BDCs versus Mutual Funds and ETFs

I have been looking at the Business Development Companies (BDCs) being offered by Franklin Square and CNL.  Both of these funds are investing in loans made to private companies, primarily floating rate tied to LIBOR.  Each has an affiliation with the lending desk of a major private equity firm.  Each expects to employ leverage.  Each will invest selectively in fixed rate debt.

The structure of each is about the same as well:  10% load and a 2% management fee plus 20% profit participation in excess of some benchmark.

Everything is sounding fine.  Except that there are already funds that invest in these floating rate loans available to investors.  I wrote about bank loan funds back in January.  Except for the leverage and fixed rate debt, the fund portfolios will be invested the same as the BDC portfolios.  The major difference is the structure: No-load with an expense ratio typically around 1%.

Now PowerShares has a floating rate loan ETF, the Senior Loan Portfolio (NYSE:BKLN).  It is designed to track the S&P/LSTA U.S. Leveraged Loan 100 Index.  Since its March 31, 2011 inception, it has tended to trade at a premium of 50 to 100 basis points.  BKLN has an expense ratio of 0.93% which is is currently being subsidized by ten basis points.

There is the choice:  invest in a traditional mutual fund or and ETF at virtually no load and with a 1% expense ratio.  Or invest with a 10% load and a 2/20 management fee.  PLUS direct expenses.

The promoters of the BDCs point to the leverage and illiquidity as investor benefits.  By borrowing at rates lower than is being earned on the portfolio, leverage is expected to enhance the returns.  The illiquidity of the investment will force an investor to hold during times of uncertainty, relieving selling pressure in a weak market.

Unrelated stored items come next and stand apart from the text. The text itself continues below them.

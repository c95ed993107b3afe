//! Editable truss model and its analysis state.

use petgraph::graph::{EdgeIndex, Graph, NodeIndex};
use petgraph::visit::EdgeRef;
use petgraph::Direction;

use crate::analysis::{analyze, AnalysisResults};
use crate::config::AnalysisSettings;
use crate::errors::{AnalysisError, GoalError, TrussEditError};
use crate::geometry::{Displacement, Force, Point};
use crate::goals::{DesignGoals, Goal};
use crate::material::Material;
use crate::model::{MemberProperties, StructuralModel};
use crate::report::TrussReport;
use crate::safety::LimitState;
use crate::section::CrossSection;

/// Internal representation of a truss joint.
#[derive(Clone, Debug)]
struct Joint {
    /// Position of the joint in metres.
    position: Point,
    /// Indicator for each translational degree of freedom that is restrained.
    support: [bool; 3],
    /// External load applied to the joint in newtons.
    load: Force,
}

impl Joint {
    /// Create an unloaded joint with the supplied position and restraints.
    fn new(position: Point, support: [bool; 3]) -> Self {
        Self {
            position,
            support,
            load: Force::default(),
        }
    }
}

/// Whether the cached results describe the current structure.
#[derive(Clone, Copy, Debug, PartialEq, Eq)]
pub enum AnalysisState {
    /// The structure changed since the last analysis, or was never analysed.
    Unanalyzed,
    /// Results are current.
    Analyzed,
}

/// Container for a pin-jointed truss model.
///
/// Joints and members are only ever appended, so their indices double as
/// degree-of-freedom and result indices.
#[derive(Clone, Debug, Default)]
pub struct Truss {
    /// Joints as nodes, members as edges from start to end joint.
    graph: Graph<Joint, MemberProperties>,
    /// Configured design goals.
    goals: DesignGoals,
    /// Settings used by [`Truss::evaluate`].
    settings: AnalysisSettings,
    /// Results of the last analysis while they are current.
    results: Option<AnalysisResults>,
}

impl Truss {
    /// Create an empty truss.
    ///
    /// # Examples
    /// ```
    /// use trussform::Truss;
    ///
    /// let truss = Truss::new();
    /// assert_eq!(truss.joint_count(), 0);
    /// ```
    #[must_use]
    pub fn new() -> Self {
        Self::default()
    }

    /// Create an empty truss analysed with `settings`.
    ///
    /// # Errors
    ///
    /// Returns [`TrussEditError::InvalidSettings`] when a setting is out of range.
    pub fn with_settings(settings: AnalysisSettings) -> Result<Self, TrussEditError> {
        settings.validate()?;
        Ok(Self {
            settings,
            ..Self::default()
        })
    }

    /// Return the number of joints in the truss.
    #[must_use]
    pub fn joint_count(&self) -> usize {
        self.graph.node_count()
    }

    /// Return the number of members in the truss.
    #[must_use]
    pub fn member_count(&self) -> usize {
        self.graph.edge_count()
    }

    /// Add a joint that is free to move along every axis.
    ///
    /// # Examples
    /// ```
    /// use trussform::{point, Truss};
    ///
    /// let mut truss = Truss::new();
    /// let joint = truss.add_joint(point(0.0, 0.0, 0.0));
    /// assert_eq!(truss.joint_count(), 1);
    /// assert_eq!(joint.index(), 0);
    /// ```
    pub fn add_joint(&mut self, position: Point) -> NodeIndex {
        self.invalidate();
        self.graph.add_node(Joint::new(position, [false; 3]))
    }

    /// Add a joint pinned along every axis.
    pub fn add_support(&mut self, position: Point) -> NodeIndex {
        self.invalidate();
        self.graph.add_node(Joint::new(position, [true; 3]))
    }

    /// Update the position of an existing joint.
    ///
    /// # Errors
    ///
    /// Returns [`TrussEditError::UnknownJoint`] when `joint` is not part of this truss.
    pub fn move_joint(&mut self, joint: NodeIndex, position: Point) -> Result<(), TrussEditError> {
        self.joint_mut(joint)?.position = position;
        Ok(())
    }

    /// Set the restraint state for a joint.
    ///
    /// Each entry in `support` corresponds to the X, Y and Z directions respectively. A
    /// value of `true` indicates that the degree of freedom is fixed.
    ///
    /// # Errors
    ///
    /// Returns [`TrussEditError::UnknownJoint`] when `joint` is not part of this truss.
    pub fn set_support(
        &mut self,
        joint: NodeIndex,
        support: [bool; 3],
    ) -> Result<(), TrussEditError> {
        self.joint_mut(joint)?.support = support;
        Ok(())
    }

    /// Apply a point load to a joint.
    ///
    /// # Errors
    ///
    /// Returns [`TrussEditError::UnknownJoint`] when `joint` is not part of this truss.
    pub fn set_load(&mut self, joint: NodeIndex, load: Force) -> Result<(), TrussEditError> {
        self.joint_mut(joint)?.load = load;
        Ok(())
    }

    /// Connect two joints with a new member.
    ///
    /// # Errors
    ///
    /// Returns [`TrussEditError::UnknownJoint`] when either joint is missing,
    /// [`TrussEditError::SelfConnectedMember`] when `start == end` and
    /// [`TrussEditError::InvalidMemberProperties`] when the material or section
    /// is not physically meaningful.
    pub fn add_member(
        &mut self,
        start: NodeIndex,
        end: NodeIndex,
        material: Material,
        section: CrossSection,
    ) -> Result<EdgeIndex, TrussEditError> {
        for joint in [start, end] {
            if self.graph.node_weight(joint).is_none() {
                return Err(TrussEditError::UnknownJoint(joint));
            }
        }
        if start == end {
            return Err(TrussEditError::SelfConnectedMember(start));
        }
        material.validate()?;
        section
            .validate()
            .map_err(|source| TrussEditError::InvalidMemberProperties(source.into()))?;
        self.invalidate();
        Ok(self
            .graph
            .add_edge(start, end, MemberProperties::new(material, section)))
    }

    /// Connect two joints with a member made of a material from the built-in table.
    ///
    /// # Errors
    ///
    /// Returns [`TrussEditError::InvalidMaterial`] for an unknown material name,
    /// otherwise the errors of [`Truss::add_member`].
    ///
    /// # Examples
    /// ```
    /// use trussform::{point, CrossSection, Truss, TrussEditError};
    ///
    /// let mut truss = Truss::new();
    /// let a = truss.add_support(point(0.0, 0.0, 0.0));
    /// let b = truss.add_joint(point(1.0, 0.0, 0.0));
    /// truss
    ///     .add_member_with_material(a, b, "6061_T6", CrossSection::Bar { radius: 0.01 })
    ///     .expect("known material");
    /// let error = truss
    ///     .add_member_with_material(a, b, "balsa", CrossSection::default())
    ///     .expect_err("unknown material");
    /// assert!(matches!(error, TrussEditError::InvalidMaterial(_)));
    /// ```
    pub fn add_member_with_material(
        &mut self,
        start: NodeIndex,
        end: NodeIndex,
        material: &str,
        section: CrossSection,
    ) -> Result<EdgeIndex, TrussEditError> {
        let material = Material::lookup(material)?;
        self.add_member(start, end, material, section)
    }

    /// Replace the material of a member.
    ///
    /// # Errors
    ///
    /// Returns [`TrussEditError::UnknownMember`] when `member` is not part of this truss
    /// and [`TrussEditError::InvalidMemberProperties`] for an invalid material.
    pub fn set_member_material(
        &mut self,
        member: EdgeIndex,
        material: Material,
    ) -> Result<(), TrussEditError> {
        material.validate()?;
        self.member_mut(member)?.material = material;
        Ok(())
    }

    /// Replace the cross-section of a member.
    ///
    /// # Errors
    ///
    /// Returns [`TrussEditError::UnknownMember`] when `member` is not part of this truss
    /// and [`TrussEditError::InvalidMemberProperties`] for an invalid section.
    pub fn set_member_section(
        &mut self,
        member: EdgeIndex,
        section: CrossSection,
    ) -> Result<(), TrussEditError> {
        section
            .validate()
            .map_err(|source| TrussEditError::InvalidMemberProperties(source.into()))?;
        self.member_mut(member)?.section = section;
        Ok(())
    }

    /// Members attached to `joint`, in insertion order.
    #[must_use]
    pub fn incident_members(&self, joint: NodeIndex) -> Vec<EdgeIndex> {
        let mut members: Vec<EdgeIndex> = self
            .graph
            .edges_directed(joint, Direction::Outgoing)
            .chain(self.graph.edges_directed(joint, Direction::Incoming))
            .map(|edge| edge.id())
            .collect();
        members.sort_unstable();
        members
    }

    /// Configured design goals.
    #[must_use]
    pub fn goals(&self) -> &DesignGoals {
        &self.goals
    }

    /// Set or clear one design goal.
    ///
    /// # Errors
    ///
    /// Returns [`GoalError::NonFiniteTarget`] for NaN or infinite targets.
    pub fn set_goal(&mut self, goal: Goal, target: Option<f64>) -> Result<(), GoalError> {
        self.goals.set(goal, target)
    }

    /// Set several design goals by key; nothing is applied if any entry is invalid.
    ///
    /// # Errors
    ///
    /// Returns [`GoalError::InvalidGoal`] for an unrecognised key.
    pub fn set_goals<'a, I>(&mut self, entries: I) -> Result<(), GoalError>
    where
        I: IntoIterator<Item = (&'a str, f64)>,
    {
        self.goals.apply(entries)
    }

    /// Settings used for analysis.
    #[must_use]
    pub fn settings(&self) -> &AnalysisSettings {
        &self.settings
    }

    /// Replace the analysis settings.
    ///
    /// # Errors
    ///
    /// Returns [`TrussEditError::InvalidSettings`] when a setting is out of range.
    pub fn set_settings(&mut self, settings: AnalysisSettings) -> Result<(), TrussEditError> {
        settings.validate()?;
        self.invalidate();
        self.settings = settings;
        Ok(())
    }

    /// Whether the cached results are current.
    #[must_use]
    pub fn state(&self) -> AnalysisState {
        if self.results.is_some() {
            AnalysisState::Analyzed
        } else {
            AnalysisState::Unanalyzed
        }
    }

    /// Snapshot the truss as a validated model.
    ///
    /// # Errors
    ///
    /// Returns [`AnalysisError::InvalidGeometry`] when a member has zero length.
    pub fn model(&self) -> Result<StructuralModel, AnalysisError> {
        let joints: Vec<&Joint> = self.graph.node_weights().collect();
        StructuralModel::new(
            joints.iter().map(|joint| joint.position).collect(),
            joints.iter().map(|joint| joint.support).collect(),
            joints.iter().map(|joint| joint.load).collect(),
            self.graph
                .raw_edges()
                .iter()
                .map(|edge| [edge.source().index(), edge.target().index()])
                .collect(),
            self.graph.edge_weights().copied().collect(),
        )
    }

    /// Analyse the truss under the configured loads and settings.
    ///
    /// Results are cached until the next edit, so repeated calls are free.
    ///
    /// # Errors
    ///
    /// Returns [`AnalysisError`] when the geometry is invalid or the structure
    /// is unstable under [`InstabilityPolicy::Reject`](crate::InstabilityPolicy::Reject).
    pub fn evaluate(&mut self) -> Result<&AnalysisResults, AnalysisError> {
        let results = match self.results.take() {
            Some(results) => results,
            None => analyze(&self.model()?, &self.settings)?,
        };
        Ok(self.results.insert(results))
    }

    /// Results of the last analysis while they are current.
    #[must_use]
    pub fn results(&self) -> Option<&AnalysisResults> {
        self.results.as_ref()
    }

    /// Report of the current results and goal checks.
    #[must_use]
    pub fn report(&self) -> Option<TrussReport> {
        self.results
            .as_ref()
            .map(|results| TrussReport::new(results, &self.goals))
    }

    /// Retrieve the deflection of a joint after analysis.
    #[must_use]
    pub fn joint_deflection(&self, joint: NodeIndex) -> Option<Displacement> {
        self.results
            .as_ref()?
            .joints
            .get(joint.index())
            .map(|joint| joint.deflection())
    }

    /// Retrieve the support reaction at a joint after analysis.
    #[must_use]
    pub fn joint_reaction(&self, joint: NodeIndex) -> Option<Force> {
        self.results
            .as_ref()?
            .joints
            .get(joint.index())
            .map(|joint| joint.reaction())
    }

    /// Retrieve the axial force in a member after analysis.
    #[must_use]
    pub fn member_axial_force(&self, member: EdgeIndex) -> Option<f64> {
        self.results
            .as_ref()?
            .members
            .get(member.index())
            .map(|member| member.force)
    }

    /// Retrieve the factor of safety against yielding for a member.
    #[must_use]
    pub fn member_fos_yielding(&self, member: EdgeIndex) -> Option<f64> {
        self.results
            .as_ref()?
            .members
            .get(member.index())
            .map(|member| member.fos_yielding)
    }

    /// Retrieve the factor of safety against buckling for a member.
    #[must_use]
    pub fn member_fos_buckling(&self, member: EdgeIndex) -> Option<f64> {
        self.results
            .as_ref()?
            .members
            .get(member.index())
            .map(|member| member.fos_buckling)
    }

    /// Total mass after analysis.
    #[must_use]
    pub fn mass(&self) -> Option<f64> {
        self.results.as_ref().map(AnalysisResults::mass)
    }

    /// Governing factor of safety after analysis.
    #[must_use]
    pub fn fos_total(&self) -> Option<f64> {
        self.results.as_ref().map(AnalysisResults::fos_total)
    }

    /// Governing limit state after analysis.
    #[must_use]
    pub fn limit_state(&self) -> Option<LimitState> {
        self.results.as_ref().map(AnalysisResults::limit_state)
    }

    /// Discard cached results when the structure or settings change.
    fn invalidate(&mut self) {
        if self.results.take().is_some() {
            log::debug!("truss edited, discarding analysis results");
        }
    }

    /// Mutable access to a joint, invalidating results.
    fn joint_mut(&mut self, joint: NodeIndex) -> Result<&mut Joint, TrussEditError> {
        if self.graph.node_weight(joint).is_none() {
            return Err(TrussEditError::UnknownJoint(joint));
        }
        self.invalidate();
        self.graph
            .node_weight_mut(joint)
            .ok_or(TrussEditError::UnknownJoint(joint))
    }

    /// Mutable access to a member, invalidating results.
    fn member_mut(&mut self, member: EdgeIndex) -> Result<&mut MemberProperties, TrussEditError> {
        if self.graph.edge_weight(member).is_none() {
            return Err(TrussEditError::UnknownMember(member));
        }
        self.invalidate();
        self.graph
            .edge_weight_mut(member)
            .ok_or(TrussEditError::UnknownMember(member))
    }
}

In fact, leverage and illiquidity are risk factors, not investor benefits.  Indeed, an investment which exhibits these characteristics should be expected to provide incremental returns relative to similar investment which does not have the characteristics.  It seems rather dubious to rely on these additional risk factors to just overcome the BDCs' structural weaknesses and achieve performance parity with traditional funds and ETFs.